**Goal of the exercise:**
Search through the entries for the word "filename" and copy every line that has it.

**Input data:**
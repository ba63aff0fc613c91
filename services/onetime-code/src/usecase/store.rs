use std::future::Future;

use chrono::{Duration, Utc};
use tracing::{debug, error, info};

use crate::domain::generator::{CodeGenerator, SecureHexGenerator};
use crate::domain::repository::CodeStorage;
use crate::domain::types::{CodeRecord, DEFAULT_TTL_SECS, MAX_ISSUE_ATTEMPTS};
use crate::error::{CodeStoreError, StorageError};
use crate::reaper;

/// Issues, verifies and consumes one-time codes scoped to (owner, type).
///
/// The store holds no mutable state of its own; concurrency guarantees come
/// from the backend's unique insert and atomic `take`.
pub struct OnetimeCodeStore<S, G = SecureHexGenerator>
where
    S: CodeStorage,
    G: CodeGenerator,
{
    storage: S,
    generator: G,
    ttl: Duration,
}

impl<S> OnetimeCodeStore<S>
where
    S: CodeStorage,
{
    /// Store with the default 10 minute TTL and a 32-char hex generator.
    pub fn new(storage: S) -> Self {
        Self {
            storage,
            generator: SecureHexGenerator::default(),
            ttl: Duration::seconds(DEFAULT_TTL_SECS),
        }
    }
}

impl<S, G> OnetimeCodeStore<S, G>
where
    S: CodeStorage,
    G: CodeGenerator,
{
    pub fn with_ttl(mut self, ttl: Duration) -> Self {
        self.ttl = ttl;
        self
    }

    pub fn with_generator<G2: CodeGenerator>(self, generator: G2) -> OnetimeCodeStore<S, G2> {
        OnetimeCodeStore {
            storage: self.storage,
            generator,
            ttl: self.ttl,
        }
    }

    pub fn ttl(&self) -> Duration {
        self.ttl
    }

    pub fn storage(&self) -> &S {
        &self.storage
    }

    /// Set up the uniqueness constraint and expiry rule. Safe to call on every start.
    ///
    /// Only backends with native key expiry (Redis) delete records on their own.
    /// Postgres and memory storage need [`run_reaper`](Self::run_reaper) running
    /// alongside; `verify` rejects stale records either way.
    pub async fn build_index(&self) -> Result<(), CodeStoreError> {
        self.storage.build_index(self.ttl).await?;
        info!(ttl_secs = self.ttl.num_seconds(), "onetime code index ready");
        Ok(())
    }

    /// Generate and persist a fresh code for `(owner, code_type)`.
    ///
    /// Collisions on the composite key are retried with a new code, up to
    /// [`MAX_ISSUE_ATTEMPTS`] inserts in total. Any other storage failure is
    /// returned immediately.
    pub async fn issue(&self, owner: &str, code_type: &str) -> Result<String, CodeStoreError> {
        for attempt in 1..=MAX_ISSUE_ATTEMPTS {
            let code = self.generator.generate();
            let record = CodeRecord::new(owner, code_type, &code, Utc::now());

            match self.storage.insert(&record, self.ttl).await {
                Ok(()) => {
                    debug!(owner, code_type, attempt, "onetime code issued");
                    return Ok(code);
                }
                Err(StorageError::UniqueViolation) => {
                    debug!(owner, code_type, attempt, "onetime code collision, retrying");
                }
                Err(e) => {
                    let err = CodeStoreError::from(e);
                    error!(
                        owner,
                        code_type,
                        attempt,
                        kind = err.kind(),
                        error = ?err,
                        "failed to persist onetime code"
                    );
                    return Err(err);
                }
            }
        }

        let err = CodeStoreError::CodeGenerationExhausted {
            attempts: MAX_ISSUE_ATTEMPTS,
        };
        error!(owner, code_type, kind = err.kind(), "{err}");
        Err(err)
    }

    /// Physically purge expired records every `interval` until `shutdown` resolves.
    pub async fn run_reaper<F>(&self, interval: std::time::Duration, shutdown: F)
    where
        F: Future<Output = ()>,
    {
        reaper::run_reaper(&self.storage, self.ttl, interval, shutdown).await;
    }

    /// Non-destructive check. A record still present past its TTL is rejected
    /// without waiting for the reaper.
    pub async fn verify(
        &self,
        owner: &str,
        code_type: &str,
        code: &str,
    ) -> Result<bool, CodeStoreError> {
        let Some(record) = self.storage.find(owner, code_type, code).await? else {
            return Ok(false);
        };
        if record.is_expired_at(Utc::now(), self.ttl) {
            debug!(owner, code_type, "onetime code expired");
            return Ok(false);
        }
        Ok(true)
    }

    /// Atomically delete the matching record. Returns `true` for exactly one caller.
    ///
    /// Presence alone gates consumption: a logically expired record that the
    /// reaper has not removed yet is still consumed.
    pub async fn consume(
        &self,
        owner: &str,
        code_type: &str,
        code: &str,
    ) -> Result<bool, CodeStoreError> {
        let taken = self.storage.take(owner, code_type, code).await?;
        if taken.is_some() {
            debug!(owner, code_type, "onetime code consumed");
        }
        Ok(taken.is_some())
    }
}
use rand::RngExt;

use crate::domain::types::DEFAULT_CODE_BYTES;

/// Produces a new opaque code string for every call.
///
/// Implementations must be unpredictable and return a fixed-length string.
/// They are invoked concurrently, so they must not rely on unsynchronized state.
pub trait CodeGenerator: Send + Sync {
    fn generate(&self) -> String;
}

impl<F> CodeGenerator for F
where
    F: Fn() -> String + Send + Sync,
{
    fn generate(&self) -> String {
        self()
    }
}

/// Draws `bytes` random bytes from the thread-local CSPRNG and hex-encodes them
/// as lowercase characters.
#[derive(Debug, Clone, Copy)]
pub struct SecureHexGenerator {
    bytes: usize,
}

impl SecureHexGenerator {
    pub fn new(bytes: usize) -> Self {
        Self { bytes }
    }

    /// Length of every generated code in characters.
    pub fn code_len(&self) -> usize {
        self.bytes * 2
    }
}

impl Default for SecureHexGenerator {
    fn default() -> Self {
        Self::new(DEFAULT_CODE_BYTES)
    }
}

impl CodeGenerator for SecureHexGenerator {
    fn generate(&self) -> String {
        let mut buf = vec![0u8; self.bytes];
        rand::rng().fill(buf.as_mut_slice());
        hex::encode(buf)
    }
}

* * *

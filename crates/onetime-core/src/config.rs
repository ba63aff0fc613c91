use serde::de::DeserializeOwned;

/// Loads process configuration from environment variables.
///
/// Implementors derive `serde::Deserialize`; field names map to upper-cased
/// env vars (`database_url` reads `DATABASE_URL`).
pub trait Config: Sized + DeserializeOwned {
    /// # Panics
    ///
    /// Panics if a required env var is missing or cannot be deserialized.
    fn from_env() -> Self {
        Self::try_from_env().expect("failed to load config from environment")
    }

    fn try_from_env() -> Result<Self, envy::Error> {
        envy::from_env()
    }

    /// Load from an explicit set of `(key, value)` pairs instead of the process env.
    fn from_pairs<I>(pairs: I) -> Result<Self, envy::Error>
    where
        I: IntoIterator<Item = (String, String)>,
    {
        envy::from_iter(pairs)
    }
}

**Answer to this exercise:**
filename services/onetime-code/src/usecase/store.rs
filename crates/onetime-core/src/config.rs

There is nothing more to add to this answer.